Whether it’s the banking crisis, the pandemic, or environmental disasters, we’ve been operating through constant upheaval and uncertainty over recent years. Each of these issues has caused problems for all businesses so auditors have had to adapt at rapid pace.
The regulatory bodies sometimes make changes to audit requirements. However, we must also recognise that there are other factors that impact the performance of an audit, including an issue or crisis that has affected the firm.
I have worked in the audit of financial statements through these crises. To improve the effectiveness of your own audit, it is important to ask what actions to take to avoid issuing inappropriate or misleading audit reports.
Addressing these five questions will help you to engage with your auditor and help to ensure that you are receiving an appropriate audit report.
1. What risks are facing my business?
It is crucial to have a handle on the issues facing your business and consider whether or not you are ready to respond. Therefore, establish a robust risk register and update this each year, documenting developments within this before discussing it with your auditor. This is likely to change over time and is especially important during a crisis.
Your risk register should not be limited to simple matters, such as issues relating to cashflow. It should be granular enough to consider every input and output required to provide your products or services.

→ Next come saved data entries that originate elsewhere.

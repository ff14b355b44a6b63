//! Core library for convene.
//!
//! Provides the pieces an offline-first convention client needs:
//!
//! - `api`: typed REST client for the events backend
//! - `cache`: TTL cache with stale-while-revalidate fallback over pluggable storage
//! - `filters`: event filter/sort/pagination and query-string building
//! - `offline`: pinned offline events and offline favorites
//! - `auth`: persisted bearer-token session
//! - `config`: application configuration and directories

pub mod api;
pub mod auth;
pub mod cache;
pub mod config;
pub mod filters;
pub mod models;
pub mod offline;
pub mod utils;

pub use api::{ApiClient, ApiError};
pub use cache::{CacheEntry, CacheOptions, DataSource, Fetched, OfflineCache};
pub use config::Config;
pub use auth::Session;
pub use filters::{EventFilters, EventPage, Pagination, SortBy, SortOrder};
pub use offline::{OfflineEventStore, OfflineFavorites};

Which staff have tacit skills or knowledge that is not readily replaceable? What level of insurance cover do you have for fire or flood? Are your IT systems robust enough to support remote working? Are your accounting records or stock stored securely to allow for recovery in the event of an emergency? Are your Directors or Trustees actively involved in safeguarding your assets? Be honest with your auditors about the difficulties you are facing and any that you foresee.
2. What is our environmental impact?
Regularly review your environmental impact and the potential publicity surrounding this. Firms now need to be ready to meet changing legislation, such as the plastic packaging tax, Streamlined Energy and Carbon Reporting and working towards zero carbon.
To take advantage of significant cost and marketing opportunities – and simply because it’s the right thing to do - you may choose to go further than simply meeting the minimum standards.
3. How can we get the most out of our audit?
Taking an active role in the performance of the audit means you will get the most out of it. An audit should not simply be a compliance exercise. Instead, it should provide you with useful insights on how the business is doing and highlight changes that need to be made. This is always a good mindset to adopt but is absolutely vital if your business is dealing with difficult issues or a crisis.
Discuss what will be needed and when. Be ready to provide forecasts and budgets and management accounts that extend beyond the end of the period. Provide evidence that allows the auditor to understand what assumptions you have made or how you have calculated your estimates.
4. Do we know what to expect from our audit?
It is important to understand what an audit provides. An audit is not a part of your internal control environment. The auditor cannot ensure that your organisation or financial statements are completely free from error or misstatements due to fraud.
This has been an increasing issue during the current pandemic.
The swift change to home working in the UK has meant that many businesses have had to adopt IT adjustments that do not provide the level of security necessary to adequately protect businesses against cyber attacks. Ransomware, hacking, email interception, mandate fraud, and a plethora of other fraudulent activity has been on the rise since the first lockdown in March 2020.
Engage your auditors in the discussion around your own cyber security and crisis management policies so that they can help to advise from an independent perspective.
5. Can we provide the right data?
Forecast, budget, monitor, and repeat.
In uncertain times, a robust projection and review process is the only way to ensure that you are taking the steps required to solidify the business’ future. On top of this, to receive an unmodified audit opinion, it is a requirement for Directors or Trustees to provide forecasts and budgets to the auditors that cover a period of 12 months from the date of signing the financial statements.
If you have been through difficult times, your figures may have changed considerably. It may also be more challenging to predict the future. You may therefore need to spend more time reviewing and reflecting on your figures.